* **About this task**:
Go through the data below and gather each line containing "before".

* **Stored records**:

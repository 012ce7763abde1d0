//! Error types for the activation workflow.
//!
//! Every failure the workflow can hit is a [`LicenseError`]. Each error maps
//! onto exactly one [`FailureReason`], which is what callers see in
//! [`crate::license::ActivationOutcome::Failed`].

use serde::Serialize;
use std::fmt;
use thiserror::Error;

/// Result alias used throughout the crate.
pub type LicenseResult<T> = Result<T, LicenseError>;

#[derive(Debug, Error)]
pub enum LicenseError {
    /// Channel to the device could not be established, authenticated, or parsed.
    #[error("transport error: {0}")]
    Transport(String),

    /// The device could not produce a dossier.
    #[error("dossier error: {0}")]
    Dossier(String),

    /// The activation service could not be reached.
    #[error("activation service unreachable: {0}")]
    ServiceUnreachable(String),

    /// The activation service rejected the request.
    #[error("activation service fault: {0}")]
    ActivationFault(String),

    /// The activation service asked for EULA acceptance a second time.
    #[error("activation service requested EULA acceptance again after it was accepted")]
    EulaLoop,

    /// The device rejected the license write or reload.
    #[error("license install failed: {0}")]
    Install(String),

    /// Install appeared to succeed but the device does not report an active license.
    #[error("license verification failed: {0}")]
    VerificationFailed(String),

    /// Invalid configuration or caller input.
    #[error("configuration error: {0}")]
    Config(String),

    /// Local file handling failed (staging files, dossier/license files).
    #[error("storage error: {0}")]
    Storage(#[from] std::io::Error),
}

impl LicenseError {
    /// The taxonomy bucket this error belongs to.
    pub fn reason(&self) -> FailureReason {
        match self {
            LicenseError::Transport(_) => FailureReason::TransportError,
            LicenseError::Dossier(_) => FailureReason::DossierError,
            LicenseError::ServiceUnreachable(_) => FailureReason::ServiceUnreachable,
            LicenseError::ActivationFault(_) => FailureReason::ActivationFault,
            LicenseError::EulaLoop => FailureReason::EulaLoop,
            LicenseError::Install(_) => FailureReason::InstallError,
            LicenseError::VerificationFailed(_) => FailureReason::VerificationFailed,
            LicenseError::Config(_) | LicenseError::Storage(_) => FailureReason::InvalidInput,
        }
    }
}

/// Why a workflow run failed.
#[derive(Debug, Clone, Copy, PartialEq, Eq, Serialize)]
#[serde(rename_all = "snake_case")]
pub enum FailureReason {
    TransportError,
    DossierError,
    ServiceUnreachable,
    ActivationFault,
    EulaLoop,
    InstallError,
    VerificationFailed,
    InvalidInput,
}

impl FailureReason {
    pub fn as_str(&self) -> &'static str {
        match self {
            FailureReason::TransportError => "transport_error",
            FailureReason::DossierError => "dossier_error",
            FailureReason::ServiceUnreachable => "service_unreachable",
            FailureReason::ActivationFault => "activation_fault",
            FailureReason::EulaLoop => "eula_loop",
            FailureReason::InstallError => "install_error",
            FailureReason::VerificationFailed => "verification_failed",
            FailureReason::InvalidInput => "invalid_input",
        }
    }
}

impl fmt::Display for FailureReason {
    fn fmt(&self, f: &mut fmt::Formatter<'_>) -> fmt::Result {
        f.write_str(self.as_str())
    }
}
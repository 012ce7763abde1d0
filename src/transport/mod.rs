//! Channels used to read and write license state on the device.
//!
//! Two backends implement [`TransportBackend`]: [`icontrol::RemoteProcedureBackend`]
//! (SOAP RPC over the HTTPS management interface) and
//! [`shell::RemoteShellBackend`] (ssh + scp). The workflow picks one with
//! [`select_backend`] before it touches the device and keeps it for the rest
//! of the run.

pub mod icontrol;
pub mod probe;
pub mod shell;

use async_trait::async_trait;
use tracing::info;

use crate::device::{Credentials, DeviceTarget, ResolvedTransport, TransportKind};
use crate::errors::LicenseResult;
use crate::license::{ActivationStatus, Dossier, License};

pub use probe::{ConnectivityProbe, RpcConnectivityProbe};

/// Transport-dependent operations on the device.
#[async_trait]
pub trait TransportBackend: Send + Sync {
    /// Current license state. Fails with `LicenseError::Transport` when the
    /// channel cannot be established or the reply cannot be parsed.
    async fn get_activation_status(&self) -> LicenseResult<ActivationStatus>;

    /// Ask the device to produce a dossier for `registration_key`.
    async fn get_dossier(&self, registration_key: &str) -> LicenseResult<Dossier>;

    /// Write `license` and trigger the device's reload step. `Ok(false)`
    /// means the device did not accept it; the workflow still re-reads status
    /// afterwards on `Ok(true)`.
    async fn install_license(&self, license: &License) -> LicenseResult<bool>;

    /// Best-effort delivery of accepted EULA text to the device.
    async fn upload_eula(&self, eula_text: &str) -> LicenseResult<()>;
}

/// Resolve `Auto` into a concrete transport. Explicit kinds pass through
/// without probing.
pub async fn resolve_transport(
    kind: TransportKind,
    probe: &dyn ConnectivityProbe,
    target: &DeviceTarget,
    credentials: &Credentials,
) -> ResolvedTransport {
    match kind {
        TransportKind::RemoteProcedure => ResolvedTransport::RemoteProcedure,
        TransportKind::RemoteShell => ResolvedTransport::RemoteShell,
        TransportKind::Auto => {
            if probe.probe(target, credentials).await {
                info!(host = %target.host, "RPC interface reachable, using remote_procedure transport");
                ResolvedTransport::RemoteProcedure
            } else {
                info!(host = %target.host, "RPC interface unreachable, falling back to remote_shell transport");
                ResolvedTransport::RemoteShell
            }
        }
    }
}

/// Resolve the transport and keep only the matching backend. The other
/// backend is dropped unused.
pub async fn select_backend(
    kind: TransportKind,
    probe: &dyn ConnectivityProbe,
    target: &DeviceTarget,
    credentials: &Credentials,
    remote_procedure: Box<dyn TransportBackend>,
    remote_shell: Box<dyn TransportBackend>,
) -> (ResolvedTransport, Box<dyn TransportBackend>) {
    let resolved = resolve_transport(kind, probe, target, credentials).await;
    let backend = match resolved {
        ResolvedTransport::RemoteProcedure => remote_procedure,
        ResolvedTransport::RemoteShell => remote_shell,
    };
    (resolved, backend)
}

/// Build the production backends for `target` and select one.
pub async fn connect(
    kind: TransportKind,
    target: &DeviceTarget,
    credentials: &Credentials,
    probe_timeout: std::time::Duration,
    request_timeout: std::time::Duration,
) -> LicenseResult<(ResolvedTransport, Box<dyn TransportBackend>)> {
    let probe = RpcConnectivityProbe::new(probe_timeout);
    let rpc = icontrol::RemoteProcedureBackend::new(target.clone(), credentials.clone(), request_timeout)?;
    let ssh = shell::RemoteShellBackend::new(shell::SshSession::new(
        target.clone(),
        credentials.clone(),
    ));

    Ok(select_backend(kind, &probe, target, credentials, Box::new(rpc), Box::new(ssh)).await)
}
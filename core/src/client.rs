//! Client core: authenticated GET requests against the v3 API.
//!
//! # Design
//! `Client` holds immutable configuration and a `Transport`. Building the
//! request and unwrapping the envelope are pure functions of their inputs;
//! only `get` performs I/O, and it does so through the transport. Nothing is
//! mutated after construction, so a `Client` can be shared across threads
//! whenever its transport can.

use serde_json::Value;
use tracing::{debug, warn};
use url::Url;

use crate::config::ClientConfig;
use crate::envelope::unwrap_envelope;
use crate::error::BitlyError;
use crate::http::{HttpMethod, HttpRequest, HttpResponse, QueryParams, Transport, UreqTransport};
use crate::links::Links;

#[derive(Debug, Clone)]
pub struct Client<T = UreqTransport> {
    config: ClientConfig,
    transport: T,
}

impl Client<UreqTransport> {
    /// Client backed by a blocking `ureq` agent honoring `config.timeout`.
    pub fn new(config: ClientConfig) -> Self {
        let transport = UreqTransport::new(config.timeout.0);
        Self { config, transport }
    }
}

impl<T> Client<T> {
    pub fn with_transport(config: ClientConfig, transport: T) -> Self {
        Self { config, transport }
    }

    pub fn config(&self) -> &ClientConfig {
        &self.config
    }

    /// Operations on bitlinks.
    pub fn links(&self) -> Links<'_, T> {
        Links::new(self)
    }

    /// Build a GET for `path` with `params`, appending the access token last.
    pub fn build_get(&self, path: &str, params: &QueryParams) -> Result<HttpRequest, BitlyError> {
        let raw = format!("{}/{}", self.config.base(), path.trim_start_matches('/'));
        let mut url = Url::parse(&raw).map_err(|e| BitlyError::InvalidUrl(format!("{raw}: {e}")))?;
        {
            let mut query = url.query_pairs_mut();
            for (name, value) in params.iter() {
                query.append_pair(name, value);
            }
            query.append_pair("access_token", &self.config.access_token);
        }

        Ok(HttpRequest {
            method: HttpMethod::Get,
            url: url.into(),
            headers: vec![("accept".to_string(), "application/json".to_string())],
        })
    }

    /// Unwrap the envelope and return its `data` payload.
    pub fn parse_response(&self, response: HttpResponse) -> Result<Value, BitlyError> {
        unwrap_envelope(response)
    }
}

impl<T: Transport> Client<T> {
    /// Perform one GET round trip and return the `data` payload.
    pub fn get(&self, path: &str, params: &QueryParams) -> Result<Value, BitlyError> {
        let request = self.build_get(path, params)?;
        debug!(path, params = params.len(), "sending bitly request");

        let response = self.transport.execute(&request).map_err(|e| {
            warn!(path, error = %e, "bitly transport failed");
            BitlyError::from(e)
        })?;

        self.parse_response(response).inspect_err(|e| {
            warn!(path, error = %e, "bitly request failed");
        })
    }
}
//! Error types for the Bitly API client.
//!
//! # Design
//! Three failure sources are kept apart: the transport never got a
//! response (`Transport`), the service answered with a non-success status
//! (`Api`), or the answer did not have the expected shape (`Decode`).
//! Every layer forwards the first error it sees without rewrapping it.

use thiserror::Error;

/// Failure reported by a `Transport` implementation.
#[derive(Debug, Clone, PartialEq, Eq, Error)]
#[error("{0}")]
pub struct TransportError(pub String);

/// Errors returned by `Client` and `Links` operations.
#[derive(Debug, Error)]
pub enum BitlyError {
    /// The request never produced a response: connection refused, timeout,
    /// unreadable body.
    #[error("transport failed: {0}")]
    Transport(#[from] TransportError),

    /// The service returned a non-success status code.
    #[error("api error {status_code}: {status_txt}")]
    Api { status_code: u16, status_txt: String },

    /// The response body or its payload did not match the expected JSON shape.
    #[error("decode failed: {0}")]
    Decode(String),

    /// The base URL and path could not be joined into a valid URL.
    #[error("invalid url: {0}")]
    InvalidUrl(String),
}

impl BitlyError {
    pub(crate) fn decode(err: serde_json::Error) -> Self {
        BitlyError::Decode(err.to_string())
    }
}
//! Blocking client for the Bitly v3 link API.
//!
//! # Overview
//! `Client` owns the base URL, access token and a `Transport`; `Links`
//! borrows a client and exposes expand, info, lookup, shorten, clicks and
//! popular. Every call is one GET round trip whose response envelope is
//! stripped before decoding.
//!
//! # Design
//! - Request building and response parsing are pure; only `Transport`
//!   touches the network, so every operation also has a `build_*`/`parse_*`
//!   pair for hosts that run their own I/O.
//! - `UreqTransport` is the default transport.
//! - Response types are defined independently of the mock-server crate;
//!   integration tests catch schema drift.

pub mod client;
pub mod config;
pub mod envelope;
pub mod error;
pub mod http;
pub mod links;
pub mod types;

pub use client::Client;
pub use config::ClientConfig;
pub use envelope::Envelope;
pub use error::{BitlyError, TransportError};
pub use http::{HttpMethod, HttpRequest, HttpResponse, QueryParams, Transport, UreqTransport};
pub use links::Links;
pub use types::{Link, PopularLinks, TimeUnit, Units, ALL_TIME};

* **Solution for this task**:
//! [`select_backend`] before it touches the device and keeps it for the rest
//! stripped before decoding.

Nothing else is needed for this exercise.